Infectious Diseases Rising in Southeast and South Asia

It is projected that infectious diseases in South and Southeast Asia will increase in the future, as rapid economic growth has led to rising air travel and urbanization — with growing people-to-people and people-to-animal interactions. SARS, bird flu and swine flu are some of the new diseases that have emerged from Asia over the past decade. However, more “traditional” infectious diseases have also become increasingly common.

In Malaysia, dengue fever is a growing problem. The mortality rate in 2013 was more than double the rate in 2012. The first three weeks of January 2014 saw more than double the number of deaths a year earlier. Malaysia has also seen a rise in the number of tuberculosis (TB) cases, growing 25% between 2007 and 2012. One Malaysian Health Ministry official said that foreigners from countries with a high incidence of TB — “TB migration” — were one of the key causes of the growth of the disease.

In 2013, the Philippines saw a widespread outbreak of measles that caused the deaths of almost 30 children.

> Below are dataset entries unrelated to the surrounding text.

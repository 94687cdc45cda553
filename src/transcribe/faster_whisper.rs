use async_trait::async_trait;
use std::ffi::OsString;
use std::path::Path;
use std::process::Stdio;
use tokio::io::{AsyncBufReadExt, AsyncReadExt, BufReader};
use tokio::process::Command;
use tracing::{debug, info, warn};

use crate::config::TranscriberConfig;
use crate::error::{Result, TransubError};
use super::{Transcriber, common::{FasterWhisperOutput, Transcription}};

/// Transcriber backed by the faster-whisper command-line front end
pub struct FasterWhisperTranscriber {
    config: TranscriberConfig,
}

impl FasterWhisperTranscriber {
    pub fn new(config: TranscriberConfig) -> Self {
        Self { config }
    }

    /// Arguments for one transcription run writing JSON into `output_dir`
    pub fn build_args(&self, input_path: &Path, language: &str, output_dir: &Path) -> Vec<OsString> {
        let mut args: Vec<OsString> = vec![
            input_path.into(),
            "--model".into(), self.config.model.clone().into(),
            "--language".into(), language.into(),
            "--output_dir".into(), output_dir.into(),
            "--output_format".into(), "json".into(),
            "--verbose".into(), "True".into(),
        ];

        if self.config.word_timestamps {
            args.push("--word_timestamps".into());
            args.push("True".into());
        }

        if let Some(device) = &self.config.device {
            args.push("--device".into());
            args.push(device.into());
        }

        args.extend(self.config.vad.to_args().into_iter().map(OsString::from));
        args
    }

    /// Read the JSON result the transcriber wrote for `input_path`
    async fn read_output(&self, input_path: &Path, language: &str, output_dir: &Path) -> Result<Transcription> {
        let stem = input_path.file_stem()
            .ok_or_else(|| TransubError::Transcription("Invalid input filename".to_string()))?;
        let json_file = output_dir.join(format!("{}.json", stem.to_string_lossy()));

        let json_content = tokio::fs::read_to_string(&json_file).await
            .map_err(|e| TransubError::Transcription(format!(
                "Failed to read transcriber output {}: {}", json_file.display(), e
            )))?;

        let output: FasterWhisperOutput = serde_json::from_str(&json_content)
            .map_err(|e| TransubError::Transcription(format!("Failed to parse transcriber JSON: {}", e)))?;

        Ok(output.into_transcription(language))
    }
}

/// Whether a runner stdout line reports a transcribed segment (`[00:00.000 --> 00:01.500] text`)
fn is_segment_line(line: &str) -> bool {
    let line = line.trim_start();
    line.starts_with('[') && line.split(']').next().is_some_and(|stamp| stamp.contains("-->"))
}

/// Segments are shown as they are produced; other runner chatter only when verbose
fn echo_line(line: &str) {
    let line = line.trim_end();
    if line.trim().is_empty() {
        return;
    }

    if is_segment_line(line) {
        info!("{}", line.trim_start());
    } else {
        debug!("transcriber: {}", line);
    }
}

#[async_trait]
impl Transcriber for FasterWhisperTranscriber {
    async fn load(&self) -> Result<()> {
        info!("Loading model: {}", self.config.model);

        let output = Command::new(&self.config.binary_path)
            .arg("--help")
            .output()
            .await
            .map_err(|e| TransubError::Transcription(format!(
                "{} not found: {}", self.config.binary_path, e
            )))?;

        if !output.status.success() {
            let stderr = String::from_utf8_lossy(&output.stderr);
            return Err(TransubError::Transcription(format!(
                "{} is not usable. Install with: pip install whisper-ctranslate2\nError: {}",
                self.config.binary_path, stderr
            )));
        }

        Ok(())
    }

    async fn transcribe(&self, input_path: &Path, language: &str) -> Result<Transcription> {
        info!("Transcribing file: {}", input_path.display());

        let temp_dir = tempfile::tempdir()
            .map_err(|e| TransubError::Transcription(format!("Failed to create temp directory: {}", e)))?;

        let mut child = Command::new(&self.config.binary_path)
            .args(self.build_args(input_path, language, temp_dir.path()))
            .stdin(Stdio::null())
            .stdout(Stdio::piped())
            .stderr(Stdio::piped())
            .kill_on_drop(true)
            .spawn()
            .map_err(|e| TransubError::Transcription(format!(
                "Failed to execute {}: {}", self.config.binary_path, e
            )))?;

        let stdout = child.stdout.take()
            .ok_or_else(|| TransubError::Transcription("Transcriber stdout unavailable".to_string()))?;
        let mut stderr = child.stderr.take()
            .ok_or_else(|| TransubError::Transcription("Transcriber stderr unavailable".to_string()))?;

        // Both pipes are drained to EOF as raw bytes so neither fills up and stalls the
        // child; the runner's output encoding follows its locale
        let echo = async {
            let mut lines = BufReader::new(stdout).split(b'\n');
            loop {
                match lines.next_segment().await {
                    Ok(Some(bytes)) => echo_line(&String::from_utf8_lossy(&bytes)),
                    Ok(None) => break,
                    Err(e) => {
                        warn!("Failed to read transcriber output: {}", e);
                        break;
                    }
                }
            }
        };
        let collect_stderr = async {
            let mut buf = Vec::new();
            let _ = stderr.read_to_end(&mut buf).await;
            String::from_utf8_lossy(&buf).into_owned()
        };
        let ((), stderr_text) = tokio::join!(echo, collect_stderr);

        let status = child.wait().await?;
        if !status.success() {
            return Err(TransubError::Transcription(format!(
                "{} exited with {}: {}", self.config.binary_path, status, stderr_text.trim()
            )));
        }

        info!("Collecting transcribed segments...");
        let transcription = self.read_output(input_path, language, temp_dir.path()).await?;
        for segment in &transcription.segments {
            debug!("[{:.2}s -> {:.2}s] {}", segment.start, segment.end, segment.text);
        }

        info!("Transcription completed: {} segments", transcription.segments.len());
        Ok(transcription)
    }
}

#[cfg(test)]
mod tests {
    use super::*;
    use crate::config::VadConfig;
    use crate::transcribe::Segment;

    fn transcriber(binary_path: &str) -> FasterWhisperTranscriber {
        FasterWhisperTranscriber::new(TranscriberConfig {
            binary_path: binary_path.to_string(),
            ..TranscriberConfig::default()
        })
    }

    #[test]
    fn test_build_args() {
        let args = transcriber("whisper-ctranslate2")
            .build_args(Path::new("video.mp4"), "ja", Path::new("/tmp/out"));
        let args: Vec<String> = args.iter().map(|a| a.to_string_lossy().into_owned()).collect();

        assert_eq!(args[0], "video.mp4");
        let pair = |flag: &str| {
            let pos = args.iter().position(|a| a == flag).unwrap_or_else(|| panic!("missing {}", flag));
            args[pos + 1].clone()
        };
        assert_eq!(pair("--model"), "large-v3");
        assert_eq!(pair("--language"), "ja");
        assert_eq!(pair("--output_dir"), "/tmp/out");
        assert_eq!(pair("--output_format"), "json");
        assert_eq!(pair("--word_timestamps"), "True");
        assert_eq!(pair("--vad_filter"), "True");
        assert_eq!(pair("--vad_threshold"), "0.35");
        assert_eq!(pair("--vad_max_speech_duration_s"), "inf");
        assert!(!args.iter().any(|a| a == "--device"));
    }

    #[test]
    fn test_build_args_with_device_and_no_vad() {
        let transcriber = FasterWhisperTranscriber::new(TranscriberConfig {
            device: Some("cuda".to_string()),
            word_timestamps: false,
            vad: VadConfig { enabled: false, ..VadConfig::default() },
            ..TranscriberConfig::default()
        });
        let args: Vec<String> = transcriber
            .build_args(Path::new("a.wav"), "en", Path::new("out"))
            .iter()
            .map(|a| a.to_string_lossy().into_owned())
            .collect();

        assert!(args.windows(2).any(|w| w[0] == "--device" && w[1] == "cuda"));
        assert!(args.windows(2).any(|w| w[0] == "--vad_filter" && w[1] == "False"));
        assert!(!args.iter().any(|a| a == "--word_timestamps"));
        assert!(!args.iter().any(|a| a == "--vad_threshold"));
    }

    #[tokio::test]
    async fn test_load_fails_for_missing_binary() {
        let result = transcriber("transub-no-such-transcriber").load().await;
        assert!(matches!(result, Err(TransubError::Transcription(_))));
    }

    #[tokio::test]
    async fn test_transcribe_fails_for_missing_binary() {
        let result = transcriber("transub-no-such-transcriber")
            .transcribe(Path::new("video.mp4"), "ja")
            .await;
        assert!(matches!(result, Err(TransubError::Transcription(_))));
    }

    #[tokio::test]
    async fn test_read_output() {
        let dir = tempfile::tempdir().unwrap();
        std::fs::write(
            dir.path().join("video.json"),
            r#"{"text": "x", "segments": [{"start": 0.0, "end": 1.5, "text": " こんにちは"}], "language": "ja"}"#,
        )
        .unwrap();

        let transcription = transcriber("whisper-ctranslate2")
            .read_output(Path::new("/somewhere/video.mp4"), "ja", dir.path())
            .await
            .unwrap();
        assert_eq!(transcription.segments, vec![Segment::new(0.0, 1.5, "こんにちは")]);
    }

    #[tokio::test]
    async fn test_read_output_missing_file() {
        let dir = tempfile::tempdir().unwrap();
        let result = transcriber("whisper-ctranslate2")
            .read_output(Path::new("video.mp4"), "ja", dir.path())
            .await;
        assert!(matches!(result, Err(TransubError::Transcription(_))));
    }

    #[test]
    fn test_is_segment_line() {
        assert!(is_segment_line("[00:00.000 --> 00:01.500] こんにちは"));
        assert!(is_segment_line("  [01:02:05.678 --> 01:02:07.000]"));
        assert!(!is_segment_line("Detected language 'Japanese' with probability 1.00"));
        assert!(!is_segment_line("[INFO] loading model"));
        assert!(!is_segment_line(""));
    }

    /// Shell script standing in for the runner: invoked as `sh <script> --model ...`,
    /// it prints a non-UTF-8 line and enough output to overflow a pipe buffer before
    /// writing its JSON result
    const NOISY_RUNNER: &str = r#"
out=""
while [ $# -gt 0 ]; do
  if [ "$1" = "--output_dir" ]; then out="$2"; fi
  shift
done
printf 'bad \377\376 line\n'
i=0
while [ $i -lt 5000 ]; do
  printf '[00:00.000 --> 00:01.500] filler line %d\n' $i
  i=$((i+1))
done
printf '\377 on stderr\n' >&2
printf '{"segments":[{"start":0.0,"end":1.5,"text":" \343\201\223\343\202\223\343\201\253\343\201\241\343\201\257"}],"language":"ja"}' > "$out/video.json"
"#;

    #[cfg(unix)]
    #[tokio::test]
    async fn test_transcribe_survives_non_utf8_output() {
        let dir = tempfile::tempdir().unwrap();
        let script = dir.path().join("video.sh");
        std::fs::write(&script, NOISY_RUNNER).unwrap();

        let transcription = transcriber("sh").transcribe(&script, "ja").await.unwrap();

        assert_eq!(transcription.language, "ja");
        assert_eq!(transcription.segments, vec![Segment::new(0.0, 1.5, "こんにちは")]);
    }

    #[cfg(unix)]
    #[tokio::test]
    async fn test_transcribe_reports_runner_failure() {
        let dir = tempfile::tempdir().unwrap();
        let script = dir.path().join("video.sh");
        std::fs::write(&script, "printf 'model \\377 missing\\n' >&2\nexit 3\n").unwrap();

        let result = transcriber("sh").transcribe(&script, "ja").await;
        match result {
            Err(TransubError::Transcription(message)) => assert!(message.contains("model")),
            other => panic!("expected transcription error, got {:?}", other),
        }
    }
}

While the number of cases dropped significantly from 2003 to 2006, they have been slowly rising since. Carried by travelers to the Philippines, the disease has spread to Canada, the UK and Taiwan. The Philippines also saw a 16% year-on-year increase of dengue fever cases in the first half of 2013. The Department of Health (DOH) has been administering measles and polio vaccines to millions of children. To coordinate its response to dengue, measles and acute water diarrhea, the DOH is working with the Philippine Air Force and Navy.

The number of dengue cases in Indonesia rose almost 15% year-on-year during the first half of 2013. Singapore also had a record year for dengue fever in 2013, an increase of more than 35% over the previous record epidemic year, 2005.